A possible sequence of type inferences is as follows:

x: list('A)				; from null(x)
'A = 'C = 'D				; from (car x), (cdr x)
(car x): 'A
(cdr x): list('A)
(append (cdr x) y): list('A)		; from defn of cons
y: list('A)
append: list('A) x list('A) -> list('A)

Thus, append takes two argument lists and returns a result list and all three lists must have the same element type. This example shows traditional Milner-style type assignment at its best. We now look more carefully at the data structures created during the process of unification. Here we assume a "fast" unification algorithm similar to that found in [Aho86,p.376]. The important thing is that all variables 'Z share the same node, and that nodes like "list('Z)" are not necessarily the same, and start out being (usually) different.

We now redefine the types of the primitive functions, being more careful about different instances of nodes like "list('Z)". We distinguish these differences by means of subscripts. It is vitally important, however, that the instances are subscripted in accordance with the sharing semantics of the functions being typed, as we shall later see.
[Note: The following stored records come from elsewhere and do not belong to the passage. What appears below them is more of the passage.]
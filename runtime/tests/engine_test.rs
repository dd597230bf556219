//! Matching engine behavior against the in-memory store.
//!
//! Covers submission validation, every claim rejection, lazy expiry on claim,
//! the post-write capacity check and author cancellation.

#![allow(clippy::expect_used, clippy::unwrap_used)]

mod common;

use common::{at, test_env};
use shiftmatch_core::effect::SideEffect;
use shiftmatch_core::error::{CancelError, ClaimError, ShiftWindowError, SubmitError};
use shiftmatch_core::types::{
    PostRef, RequestId, RequestKind, RequestStatus, ShopId, UserId, UserProfile,
};
use shiftmatch_testing::builders::{DEFAULT_AUTHOR, RequestBuilder, draft, hm};
use shiftmatch_testing::test_time;

const AUTHOR: UserId = UserId::new(DEFAULT_AUTHOR);

fn uid(id: i64) -> UserId {
    UserId::new(id)
}

fn rid(id: i64) -> RequestId {
    RequestId::new(id)
}

// ============================================================================
// Submission
// ============================================================================

#[tokio::test]
async fn submit_creates_open_request_and_queues_publication() {
    let mut env = test_env();

    let id = env.market.engine.submit(draft(RequestKind::Director, DEFAULT_AUTHOR)).await.unwrap();

    let stored = env.store.get(id).unwrap();
    assert_eq!(stored.status, RequestStatus::Open);
    assert_eq!(stored.filled_slots, 0);
    assert!(stored.claimant_ids.is_empty());
    assert_eq!(stored.capacity.value(), 5);
    // 17:00 Moscow time is 14:00 UTC
    assert_eq!(stored.ends_at, Some(at("2025-01-02T14:00:00Z")));
    assert_eq!(stored.created_at, test_time());

    let effects = env.drain_effects();
    assert_eq!(effects.len(), 2);
    assert!(matches!(&effects[0], SideEffect::Publish { request_id, .. } if *request_id == id));
    assert!(matches!(&effects[1], SideEffect::Notify { user, .. } if *user == AUTHOR));
}

#[tokio::test]
async fn submit_assigns_increasing_ids() {
    let env = test_env();
    let first = env.market.engine.submit(draft(RequestKind::Director, 1)).await.unwrap();
    let second = env.market.engine.submit(draft(RequestKind::Worker, 2)).await.unwrap();
    assert_eq!(first, rid(1));
    assert_eq!(second, rid(2));
}

#[tokio::test]
async fn submit_rejects_off_grid_times_without_writing() {
    let mut env = test_env();
    let mut d = draft(RequestKind::Director, DEFAULT_AUTHOR);
    d.start = hm("10:07");
    d.end = hm("10:22");

    let result = env.market.engine.submit(d).await;

    assert_eq!(
        result,
        Err(SubmitError::InvalidShiftWindow(ShiftWindowError::NotOnQuarterHour))
    );
    assert_eq!(env.store.append_count(), 0);
    assert!(env.drain_effects().is_empty());
}

#[tokio::test]
async fn submit_rejects_past_date_and_passed_start() {
    let env = test_env();

    let mut past = draft(RequestKind::Director, DEFAULT_AUTHOR);
    past.date = past.date.pred_opt().unwrap().pred_opt().unwrap();
    assert_eq!(
        env.market.engine.submit(past).await,
        Err(SubmitError::InvalidShiftWindow(ShiftWindowError::DateInPast))
    );

    // It is 03:00 local on 2025-01-01.
    let mut today = draft(RequestKind::Director, DEFAULT_AUTHOR);
    today.date = today.date.pred_opt().unwrap();
    today.start = hm("02:00");
    today.end = hm("04:00");
    assert_eq!(
        env.market.engine.submit(today).await,
        Err(SubmitError::InvalidShiftWindow(ShiftWindowError::StartInPast))
    );
    assert_eq!(env.store.append_count(), 0);
}

#[tokio::test]
async fn submit_rejects_short_and_long_shifts() {
    let env = test_env();

    let mut short = draft(RequestKind::Worker, DEFAULT_AUTHOR);
    short.start = hm("10:00");
    short.end = hm("10:45");
    assert_eq!(
        env.market.engine.submit(short).await,
        Err(SubmitError::InvalidShiftWindow(ShiftWindowError::TooShort))
    );

    let mut long = draft(RequestKind::Worker, DEFAULT_AUTHOR);
    long.start = hm("06:00");
    long.end = hm("18:15");
    assert_eq!(
        env.market.engine.submit(long).await,
        Err(SubmitError::InvalidShiftWindow(ShiftWindowError::TooLong))
    );
}

#[tokio::test]
async fn submit_resolves_active_shop_name() {
    let env = test_env();
    let mut d = draft(RequestKind::Director, DEFAULT_AUTHOR);
    d.shop_id = Some(ShopId::new(10));

    let id = env.market.engine.submit(d).await.unwrap();

    let stored = env.store.get(id).unwrap();
    assert_eq!(stored.shop_id, Some(ShopId::new(10)));
    assert_eq!(stored.shop_name.as_deref(), Some("Alpha"));
}

#[tokio::test]
async fn submit_rejects_unknown_and_inactive_shops() {
    let env = test_env();

    for shop in [11, 99] {
        let mut d = draft(RequestKind::Director, DEFAULT_AUTHOR);
        d.shop_id = Some(ShopId::new(shop));
        assert_eq!(
            env.market.engine.submit(d).await,
            Err(SubmitError::UnknownShop(ShopId::new(shop)))
        );
    }
    assert_eq!(env.store.append_count(), 0);
}

#[tokio::test]
async fn submit_rejects_blank_position() {
    let env = test_env();
    let mut d = draft(RequestKind::Worker, DEFAULT_AUTHOR);
    d.position = "   ".into();
    assert_eq!(env.market.engine.submit(d).await, Err(SubmitError::MissingPosition));
}

#[tokio::test]
async fn submit_surfaces_store_failure() {
    let env = test_env();
    env.store.set_unavailable(true);
    let result = env.market.engine.submit(draft(RequestKind::Director, DEFAULT_AUTHOR)).await;
    assert!(matches!(result, Err(SubmitError::Store(_))));
}

// ============================================================================
// Claims
// ============================================================================

#[tokio::test]
async fn claim_appends_claimant_and_notifies_both_parties() {
    let mut env = test_env();
    env.store.insert(RequestBuilder::director(1).build());
    env.store.insert_user(UserProfile {
        id: uid(7),
        role: Some(RequestKind::Worker),
        username: Some("anna".into()),
        phone_number: None,
        first_name: Some("Anna".into()),
        last_name: None,
        updated_at: test_time(),
    });

    let outcome = env.market.engine.claim(rid(1), uid(7), Some(PostRef::new(55))).await.unwrap();

    assert_eq!(outcome.status, RequestStatus::Open);
    assert_eq!(outcome.filled_slots, 1);
    assert_eq!(outcome.capacity, 5);

    let stored = env.store.get(rid(1)).unwrap();
    assert_eq!(stored.claimant_ids.as_slice(), &[uid(7)]);
    assert_eq!(stored.channel_post_ref, Some(PostRef::new(55)));
    assert_eq!(stored.updated_at, test_time());

    let effects = env.drain_effects();
    let to_author = effects.iter().find_map(|e| match e {
        SideEffect::Notify { user, text } if *user == AUTHOR => Some(text.clone()),
        _ => None,
    });
    assert!(to_author.unwrap().contains("Anna @anna"));
    assert!(effects.iter().any(|e| matches!(e, SideEffect::Notify { user, .. } if *user == uid(7))));
    assert!(effects.iter().any(|e| matches!(e, SideEffect::UpdatePost { post, .. } if *post == PostRef::new(55))));
}

#[tokio::test]
async fn claim_keeps_existing_post_when_none_given() {
    let env = test_env();
    env.store.insert(RequestBuilder::director(1).post(77).build());

    env.market.engine.claim(rid(1), uid(7), None).await.unwrap();

    assert_eq!(env.store.get(rid(1)).unwrap().channel_post_ref, Some(PostRef::new(77)));
}

#[tokio::test]
async fn claim_of_missing_request_is_not_found() {
    let env = test_env();
    assert_eq!(
        env.market.engine.claim(rid(404), uid(7), None).await,
        Err(ClaimError::NotFound(rid(404)))
    );
}

#[tokio::test]
async fn author_cannot_claim_own_request_in_any_status() {
    let env = test_env();
    env.store.insert(RequestBuilder::director(1).build());
    env.store.insert(RequestBuilder::director(2).status(RequestStatus::Cancelled).build());
    env.store.insert(RequestBuilder::director(3).claimants(&[1, 2, 3, 4, 5]).build());

    for id in [1, 2, 3] {
        assert_eq!(
            env.market.engine.claim(rid(id), AUTHOR, None).await,
            Err(ClaimError::SelfClaim(rid(id)))
        );
    }
    assert_eq!(env.store.update_count(), 0);
}

#[tokio::test]
async fn second_claim_by_same_user_is_duplicate() {
    let env = test_env();
    env.store.insert(RequestBuilder::worker(1).build());

    env.market.engine.claim(rid(1), uid(7), None).await.unwrap();
    assert_eq!(
        env.market.engine.claim(rid(1), uid(7), None).await,
        Err(ClaimError::DuplicateClaim(rid(1)))
    );
    assert_eq!(env.store.get(rid(1)).unwrap().claimant_ids.as_slice(), &[uid(7)]);
}

#[tokio::test]
async fn last_slot_fills_request_and_further_claims_are_full() {
    let env = test_env();
    env.store.insert(RequestBuilder::director(1).capacity(2).build());

    let first = env.market.engine.claim(rid(1), uid(7), None).await.unwrap();
    assert_eq!(first.status, RequestStatus::Open);

    let second = env.market.engine.claim(rid(1), uid(8), None).await.unwrap();
    assert_eq!(second.status, RequestStatus::Filled);
    assert_eq!(second.filled_slots, 2);

    assert_eq!(
        env.market.engine.claim(rid(1), uid(9), None).await,
        Err(ClaimError::Full { id: rid(1), capacity: 2 })
    );
    let stored = env.store.get(rid(1)).unwrap();
    assert_eq!(stored.status, RequestStatus::Filled);
    assert_eq!(stored.claimant_ids.as_slice(), &[uid(7), uid(8)]);
}

#[tokio::test]
async fn closed_requests_reject_claims_without_changes() {
    let env = test_env();
    env.store.insert(RequestBuilder::director(1).claimants(&[7]).status(RequestStatus::Expired).build());
    env.store.insert(RequestBuilder::director(2).claimants(&[7]).status(RequestStatus::Cancelled).build());

    assert_eq!(
        env.market.engine.claim(rid(1), uid(8), None).await,
        Err(ClaimError::Expired(rid(1)))
    );
    assert_eq!(
        env.market.engine.claim(rid(2), uid(8), None).await,
        Err(ClaimError::AlreadyTerminal {
            id: rid(2),
            status: RequestStatus::Cancelled
        })
    );

    assert_eq!(env.store.get(rid(1)).unwrap().claimant_ids.as_slice(), &[uid(7)]);
    assert_eq!(env.store.get(rid(2)).unwrap().claimant_ids.as_slice(), &[uid(7)]);
    assert_eq!(env.store.update_count(), 0);
}

#[tokio::test]
async fn claim_within_grace_is_accepted() {
    let env = test_env();
    env.store.insert(RequestBuilder::director(1).build());
    // Shift ended 30 seconds ago; grace is one minute.
    env.clock.set(at("2025-01-01T15:00:30Z"));

    assert!(env.market.engine.claim(rid(1), uid(7), None).await.is_ok());
}

#[tokio::test]
async fn claim_after_grace_expires_request_lazily() {
    let mut env = test_env();
    env.store.insert(RequestBuilder::director(1).post(90).claimants(&[7]).build());
    env.clock.set(at("2025-01-01T15:02:00Z"));

    assert_eq!(
        env.market.engine.claim(rid(1), uid(8), None).await,
        Err(ClaimError::Expired(rid(1)))
    );

    let stored = env.store.get(rid(1)).unwrap();
    assert_eq!(stored.status, RequestStatus::Expired);
    assert_eq!(stored.channel_post_ref, None);
    assert_eq!(stored.claimant_ids.as_slice(), &[uid(7)]);

    let effects = env.drain_effects();
    assert_eq!(
        effects[0],
        SideEffect::RetractPost {
            post: PostRef::new(90)
        }
    );
    assert!(matches!(&effects[1], SideEffect::Notify { user, .. } if *user == AUTHOR));
}

#[tokio::test]
async fn claim_surfaces_store_failure() {
    let env = test_env();
    env.store.insert(RequestBuilder::director(1).build());
    env.store.set_unavailable(true);

    let result = env.market.engine.claim(rid(1), uid(7), None).await;
    assert!(matches!(result, Err(ClaimError::Store(_))));
}

#[tokio::test]
async fn concurrent_outside_write_past_capacity_reports_full_and_alerts() {
    let mut env = test_env();
    env.store.insert(RequestBuilder::director(1).capacity(2).claimants(&[7]).build());
    // Another writer squeezes two more claimants in right after our write.
    env.store.tamper_after_update(rid(1), |request| {
        request.claimant_ids.push(UserId::new(70));
        request.claimant_ids.push(UserId::new(71));
        request.filled_slots = request.claimant_ids.len();
    });

    let result = env.market.engine.claim(rid(1), uid(8), None).await;

    assert_eq!(result, Err(ClaimError::Full { id: rid(1), capacity: 2 }));
    // No rollback: our write stands.
    assert!(env.store.get(rid(1)).unwrap().has_claimant(uid(8)));

    let effects = env.drain_effects();
    assert!(effects.iter().any(|e| matches!(e, SideEffect::Alert { .. })));
    assert!(!effects.iter().any(|e| matches!(e, SideEffect::Notify { .. })));
}

// ============================================================================
// Cancellation
// ============================================================================

#[tokio::test]
async fn author_cancels_open_request() {
    let mut env = test_env();
    env.store.insert(RequestBuilder::director(1).post(90).claimants(&[7, 8]).build());

    env.market.engine.cancel(rid(1), AUTHOR).await.unwrap();

    let stored = env.store.get(rid(1)).unwrap();
    assert_eq!(stored.status, RequestStatus::Cancelled);
    assert_eq!(stored.channel_post_ref, None);

    let effects = env.drain_effects();
    assert_eq!(
        effects[0],
        SideEffect::RetractPost {
            post: PostRef::new(90)
        }
    );
    let notified: Vec<_> = effects
        .iter()
        .filter_map(|e| match e {
            SideEffect::Notify { user, .. } => Some(*user),
            _ => None,
        })
        .collect();
    assert_eq!(notified, [uid(7), uid(8)]);
}

#[tokio::test]
async fn cancel_rejects_strangers_and_closed_requests() {
    let env = test_env();
    env.store.insert(RequestBuilder::director(1).build());
    env.store.insert(RequestBuilder::director(2).claimants(&[1, 2, 3, 4, 5]).build());

    assert_eq!(
        env.market.engine.cancel(rid(1), uid(7)).await,
        Err(CancelError::NotAuthor(rid(1)))
    );
    assert_eq!(
        env.market.engine.cancel(rid(2), AUTHOR).await,
        Err(CancelError::AlreadyTerminal {
            id: rid(2),
            status: RequestStatus::Filled
        })
    );
    assert_eq!(
        env.market.engine.cancel(rid(3), AUTHOR).await,
        Err(CancelError::NotFound(rid(3)))
    );

    env.market.engine.cancel(rid(1), AUTHOR).await.unwrap();
    assert_eq!(
        env.market.engine.cancel(rid(1), AUTHOR).await,
        Err(CancelError::AlreadyTerminal {
            id: rid(1),
            status: RequestStatus::Cancelled
        })
    );
}

#[tokio::test]
async fn claimed_request_can_no_longer_be_claimed_after_cancel() {
    let env = test_env();
    env.store.insert(RequestBuilder::worker(1).build());
    env.market.engine.claim(rid(1), uid(7), None).await.unwrap();
    env.market.engine.cancel(rid(1), AUTHOR).await.unwrap();

    let result = env.market.engine.claim(rid(1), uid(8), None).await;
    assert!(matches!(result, Err(ClaimError::AlreadyTerminal { .. })));
}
if:	boolean x 'E x 'E -> 'E			; no change
null:	list1('A) -> boolean
cons:	'B x list2('B) -> list2('B)
car:	list3('C) -> 'C
cdr:	list4('D)-> list4('D)

Now, when we do Milner-style unification, we can see the different instances getting unified.

y: 'E					; from (if ...)
x: list1('A)				; from (null x)
list3('C) = list1('A)			; from (car x)
'C = 'A
list4('D) = list1('A)			; from (cdr x)
'D = 'A
'B = 'C					; from (cons ...)
(append ...): list2('B)			; from (cons ...)
'E = list2('B)				; from (if ...) and result

To summarize:

'A = 'B = 'C = 'D
x: list1('A) = list3('C) = list4('D)
y: 'E = list2('B)
append: list1('A) x list2('A)-> list2('A)

As before, append takes as arguments two lists of the same type of elements, and returns a list of the same type of elements as its arguments. In addition, we know that the result of append must share with its second argument (even if it only shares the empty list nil), and may also share with its first argument if the first argument were sharing with the second argument already, as in (let ((x '(a b c))) (append x x)) Thus we have shown is that while the types of the arguments and the results of the append function are all isomorphic, the result of append cannot contain cells from the top level of its first argument, unless the first and the second arguments were already sharing, based on constraints from outside of the append function.

Why did we type cdr as list4('D)->list4('D) instead of as list4('D)->list5('D) ? The reason is that cdr doesn't just give a copy of the rest of the list, it gives the rest of the list. In other words, the type of cdr(cons(x,y)) cannot be an isomorphic copy of the type of y, but must be the type of y itself. In the relatively simple type system given here, this can only be arranged by making the type of the result of cdr identical to the type of its argument. (Note that the type of car(cons(x,y)) is already identical to the type of x). Unfortunately, this means that we cannot distinguish different cells in the simple list cons(1,cons(2,cons(3,nil))), because they all have identical types.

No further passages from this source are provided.